• What is expected:
Could you return the full listing, every line exactly as given?

=== Given entries ===

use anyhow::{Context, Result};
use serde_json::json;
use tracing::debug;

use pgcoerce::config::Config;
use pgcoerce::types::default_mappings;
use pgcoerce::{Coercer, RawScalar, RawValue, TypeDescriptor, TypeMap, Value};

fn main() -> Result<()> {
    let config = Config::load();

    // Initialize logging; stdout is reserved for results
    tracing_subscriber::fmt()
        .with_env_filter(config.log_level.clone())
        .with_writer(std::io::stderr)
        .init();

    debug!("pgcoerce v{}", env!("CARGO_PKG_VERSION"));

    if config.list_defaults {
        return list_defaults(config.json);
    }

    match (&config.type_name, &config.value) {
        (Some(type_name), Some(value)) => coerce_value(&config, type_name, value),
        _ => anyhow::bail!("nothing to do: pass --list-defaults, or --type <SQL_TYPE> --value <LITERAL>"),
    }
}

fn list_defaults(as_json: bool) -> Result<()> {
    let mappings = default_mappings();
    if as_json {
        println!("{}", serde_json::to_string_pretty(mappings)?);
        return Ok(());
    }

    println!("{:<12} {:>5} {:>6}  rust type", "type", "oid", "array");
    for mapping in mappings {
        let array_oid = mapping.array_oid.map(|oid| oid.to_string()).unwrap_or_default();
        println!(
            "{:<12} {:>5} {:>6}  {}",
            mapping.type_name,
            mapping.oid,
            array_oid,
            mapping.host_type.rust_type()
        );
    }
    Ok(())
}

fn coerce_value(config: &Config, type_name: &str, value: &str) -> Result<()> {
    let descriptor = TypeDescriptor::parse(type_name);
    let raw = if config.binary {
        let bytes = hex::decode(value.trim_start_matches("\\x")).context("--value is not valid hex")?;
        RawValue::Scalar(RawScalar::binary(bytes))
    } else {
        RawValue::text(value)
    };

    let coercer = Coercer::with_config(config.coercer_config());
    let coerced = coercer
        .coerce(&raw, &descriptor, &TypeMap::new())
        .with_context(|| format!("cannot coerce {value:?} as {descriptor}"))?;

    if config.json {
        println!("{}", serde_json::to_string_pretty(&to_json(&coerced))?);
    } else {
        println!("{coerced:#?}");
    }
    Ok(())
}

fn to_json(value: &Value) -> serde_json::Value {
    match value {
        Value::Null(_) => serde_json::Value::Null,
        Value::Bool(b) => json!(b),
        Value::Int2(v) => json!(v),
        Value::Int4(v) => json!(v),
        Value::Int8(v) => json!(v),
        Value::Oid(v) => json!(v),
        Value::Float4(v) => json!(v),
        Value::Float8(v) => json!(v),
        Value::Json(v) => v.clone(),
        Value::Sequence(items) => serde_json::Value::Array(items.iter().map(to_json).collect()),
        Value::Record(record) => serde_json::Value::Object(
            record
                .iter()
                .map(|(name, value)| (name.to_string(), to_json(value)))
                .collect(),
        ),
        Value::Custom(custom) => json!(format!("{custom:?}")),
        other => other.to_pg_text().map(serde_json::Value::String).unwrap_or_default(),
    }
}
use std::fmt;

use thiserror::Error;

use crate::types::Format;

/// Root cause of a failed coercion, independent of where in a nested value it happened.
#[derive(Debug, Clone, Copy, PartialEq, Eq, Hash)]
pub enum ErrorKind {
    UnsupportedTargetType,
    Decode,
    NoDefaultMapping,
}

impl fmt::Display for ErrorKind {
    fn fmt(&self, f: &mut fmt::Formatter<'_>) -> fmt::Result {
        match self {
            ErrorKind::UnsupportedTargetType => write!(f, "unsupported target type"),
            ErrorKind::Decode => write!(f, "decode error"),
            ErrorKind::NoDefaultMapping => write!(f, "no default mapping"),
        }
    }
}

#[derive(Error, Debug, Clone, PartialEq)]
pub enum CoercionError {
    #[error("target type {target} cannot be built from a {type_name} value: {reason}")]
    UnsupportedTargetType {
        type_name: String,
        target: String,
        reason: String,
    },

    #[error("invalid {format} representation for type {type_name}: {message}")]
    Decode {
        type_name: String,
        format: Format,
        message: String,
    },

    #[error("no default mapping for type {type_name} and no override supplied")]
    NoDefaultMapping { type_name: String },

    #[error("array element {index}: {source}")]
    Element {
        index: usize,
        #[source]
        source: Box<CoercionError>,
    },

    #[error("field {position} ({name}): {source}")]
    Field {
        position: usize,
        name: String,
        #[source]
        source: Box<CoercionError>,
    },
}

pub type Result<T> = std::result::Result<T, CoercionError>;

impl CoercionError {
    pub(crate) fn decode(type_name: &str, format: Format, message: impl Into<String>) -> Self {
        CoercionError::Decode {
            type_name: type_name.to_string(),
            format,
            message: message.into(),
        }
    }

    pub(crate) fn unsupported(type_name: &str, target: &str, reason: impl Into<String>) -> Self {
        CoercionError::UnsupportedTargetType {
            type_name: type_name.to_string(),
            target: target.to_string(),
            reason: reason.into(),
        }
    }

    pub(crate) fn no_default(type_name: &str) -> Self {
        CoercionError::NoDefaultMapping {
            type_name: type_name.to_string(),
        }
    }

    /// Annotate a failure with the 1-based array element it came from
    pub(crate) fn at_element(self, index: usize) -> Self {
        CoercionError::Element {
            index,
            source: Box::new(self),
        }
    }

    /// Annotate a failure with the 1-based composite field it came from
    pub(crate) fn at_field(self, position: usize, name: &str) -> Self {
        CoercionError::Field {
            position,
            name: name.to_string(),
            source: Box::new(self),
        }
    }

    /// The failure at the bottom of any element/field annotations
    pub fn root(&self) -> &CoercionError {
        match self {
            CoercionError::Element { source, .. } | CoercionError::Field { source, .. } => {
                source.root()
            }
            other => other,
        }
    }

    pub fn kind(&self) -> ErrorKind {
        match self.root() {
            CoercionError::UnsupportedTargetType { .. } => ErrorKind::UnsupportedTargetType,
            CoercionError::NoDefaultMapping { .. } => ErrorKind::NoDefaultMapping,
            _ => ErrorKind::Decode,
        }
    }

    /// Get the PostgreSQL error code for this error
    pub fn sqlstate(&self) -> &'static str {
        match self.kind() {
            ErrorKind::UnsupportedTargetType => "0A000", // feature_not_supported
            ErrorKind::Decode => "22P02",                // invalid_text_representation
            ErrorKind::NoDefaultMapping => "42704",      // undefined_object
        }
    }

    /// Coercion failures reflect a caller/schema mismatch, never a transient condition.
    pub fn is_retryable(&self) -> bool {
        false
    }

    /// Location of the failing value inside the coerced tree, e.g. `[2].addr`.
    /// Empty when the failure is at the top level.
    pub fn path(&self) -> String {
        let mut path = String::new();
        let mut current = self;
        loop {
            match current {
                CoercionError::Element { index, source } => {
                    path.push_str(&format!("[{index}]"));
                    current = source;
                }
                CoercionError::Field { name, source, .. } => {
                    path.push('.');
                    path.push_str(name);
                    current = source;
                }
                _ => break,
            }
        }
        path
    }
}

===

• Exercise response:
use anyhow::{Context, Result};
use serde_json::json;
use tracing::debug;

use pgcoerce::config::Config;
use pgcoerce::types::default_mappings;
use pgcoerce::{Coercer, RawScalar, RawValue, TypeDescriptor, TypeMap, Value};

fn main() -> Result<()> {
    let config = Config::load();

    // Initialize logging; stdout is reserved for results
    tracing_subscriber::fmt()
        .with_env_filter(config.log_level.clone())
        .with_writer(std::io::stderr)
        .init();

    debug!("pgcoerce v{}", env!("CARGO_PKG_VERSION"));

    if config.list_defaults {
        return list_defaults(config.json);
    }

    match (&config.type_name, &config.value) {
        (Some(type_name), Some(value)) => coerce_value(&config, type_name, value),
        _ => anyhow::bail!("nothing to do: pass --list-defaults, or --type <SQL_TYPE> --value <LITERAL>"),
    }
}

fn list_defaults(as_json: bool) -> Result<()> {
    let mappings = default_mappings();
    if as_json {
        println!("{}", serde_json::to_string_pretty(mappings)?);
        return Ok(());
    }

    println!("{:<12} {:>5} {:>6}  rust type", "type", "oid", "array");
    for mapping in mappings {
        let array_oid = mapping.array_oid.map(|oid| oid.to_string()).unwrap_or_default();
        println!(
            "{:<12} {:>5} {:>6}  {}",
            mapping.type_name,
            mapping.oid,
            array_oid,
            mapping.host_type.rust_type()
        );
    }
    Ok(())
}

fn coerce_value(config: &Config, type_name: &str, value: &str) -> Result<()> {
    let descriptor = TypeDescriptor::parse(type_name);
    let raw = if config.binary {
        let bytes = hex::decode(value.trim_start_matches("\\x")).context("--value is not valid hex")?;
        RawValue::Scalar(RawScalar::binary(bytes))
    } else {
        RawValue::text(value)
    };

    let coercer = Coercer::with_config(config.coercer_config());
    let coerced = coercer
        .coerce(&raw, &descriptor, &TypeMap::new())
        .with_context(|| format!("cannot coerce {value:?} as {descriptor}"))?;

    if config.json {
        println!("{}", serde_json::to_string_pretty(&to_json(&coerced))?);
    } else {
        println!("{coerced:#?}");
    }
    Ok(())
}

fn to_json(value: &Value) -> serde_json::Value {
    match value {
        Value::Null(_) => serde_json::Value::Null,
        Value::Bool(b) => json!(b),
        Value::Int2(v) => json!(v),
        Value::Int4(v) => json!(v),
        Value::Int8(v) => json!(v),
        Value::Oid(v) => json!(v),
        Value::Float4(v) => json!(v),
        Value::Float8(v) => json!(v),
        Value::Json(v) => v.clone(),
        Value::Sequence(items) => serde_json::Value::Array(items.iter().map(to_json).collect()),
        Value::Record(record) => serde_json::Value::Object(
            record
                .iter()
                .map(|(name, value)| (name.to_string(), to_json(value)))
                .collect(),
        ),
        Value::Custom(custom) => json!(format!("{custom:?}")),
        other => other.to_pg_text().map(serde_json::Value::String).unwrap_or_default(),
    }
}
use std::fmt;

use thiserror::Error;

use crate::types::Format;

/// Root cause of a failed coercion, independent of where in a nested value it happened.
#[derive(Debug, Clone, Copy, PartialEq, Eq, Hash)]
pub enum ErrorKind {
    UnsupportedTargetType,
    Decode,
    NoDefaultMapping,
}

impl fmt::Display for ErrorKind {
    fn fmt(&self, f: &mut fmt::Formatter<'_>) -> fmt::Result {
        match self {
            ErrorKind::UnsupportedTargetType => write!(f, "unsupported target type"),
            ErrorKind::Decode => write!(f, "decode error"),
            ErrorKind::NoDefaultMapping => write!(f, "no default mapping"),
        }
    }
}

#[derive(Error, Debug, Clone, PartialEq)]
pub enum CoercionError {
    #[error("target type {target} cannot be built from a {type_name} value: {reason}")]
    UnsupportedTargetType {
        type_name: String,
        target: String,
        reason: String,
    },

    #[error("invalid {format} representation for type {type_name}: {message}")]
    Decode {
        type_name: String,
        format: Format,
        message: String,
    },

    #[error("no default mapping for type {type_name} and no override supplied")]
    NoDefaultMapping { type_name: String },

    #[error("array element {index}: {source}")]
    Element {
        index: usize,
        #[source]
        source: Box<CoercionError>,
    },

    #[error("field {position} ({name}): {source}")]
    Field {
        position: usize,
        name: String,
        #[source]
        source: Box<CoercionError>,
    },
}

pub type Result<T> = std::result::Result<T, CoercionError>;

impl CoercionError {
    pub(crate) fn decode(type_name: &str, format: Format, message: impl Into<String>) -> Self {
        CoercionError::Decode {
            type_name: type_name.to_string(),
            format,
            message: message.into(),
        }
    }

    pub(crate) fn unsupported(type_name: &str, target: &str, reason: impl Into<String>) -> Self {
        CoercionError::UnsupportedTargetType {
            type_name: type_name.to_string(),
            target: target.to_string(),
            reason: reason.into(),
        }
    }

    pub(crate) fn no_default(type_name: &str) -> Self {
        CoercionError::NoDefaultMapping {
            type_name: type_name.to_string(),
        }
    }

    /// Annotate a failure with the 1-based array element it came from
    pub(crate) fn at_element(self, index: usize) -> Self {
        CoercionError::Element {
            index,
            source: Box::new(self),
        }
    }

    /// Annotate a failure with the 1-based composite field it came from
    pub(crate) fn at_field(self, position: usize, name: &str) -> Self {
        CoercionError::Field {
            position,
            name: name.to_string(),
            source: Box::new(self),
        }
    }

    /// The failure at the bottom of any element/field annotations
    pub fn root(&self) -> &CoercionError {
        match self {
            CoercionError::Element { source, .. } | CoercionError::Field { source, .. } => {
                source.root()
            }
            other => other,
        }
    }

    pub fn kind(&self) -> ErrorKind {
        match self.root() {
            CoercionError::UnsupportedTargetType { .. } => ErrorKind::UnsupportedTargetType,
            CoercionError::NoDefaultMapping { .. } => ErrorKind::NoDefaultMapping,
            _ => ErrorKind::Decode,
        }
    }

    /// Get the PostgreSQL error code for this error
    pub fn sqlstate(&self) -> &'static str {
        match self.kind() {
            ErrorKind::UnsupportedTargetType => "0A000", // feature_not_supported
            ErrorKind::Decode => "22P02",                // invalid_text_representation
            ErrorKind::NoDefaultMapping => "42704",      // undefined_object
        }
    }

    /// Coercion failures reflect a caller/schema mismatch, never a transient condition.
    pub fn is_retryable(&self) -> bool {
        false
    }

    /// Location of the failing value inside the coerced tree, e.g. `[2].addr`.
    /// Empty when the failure is at the top level.
    pub fn path(&self) -> String {
        let mut path = String::new();
        let mut current = self;
        loop {
            match current {
                CoercionError::Element { index, source } => {
                    path.push_str(&format!("[{index}]"));
                    current = source;
                }
                CoercionError::Field { name, source, .. } => {
                    path.push('.');
                    path.push_str(name);
                    current = source;
                }
                _ => break,
            }
        }
        path
    }
}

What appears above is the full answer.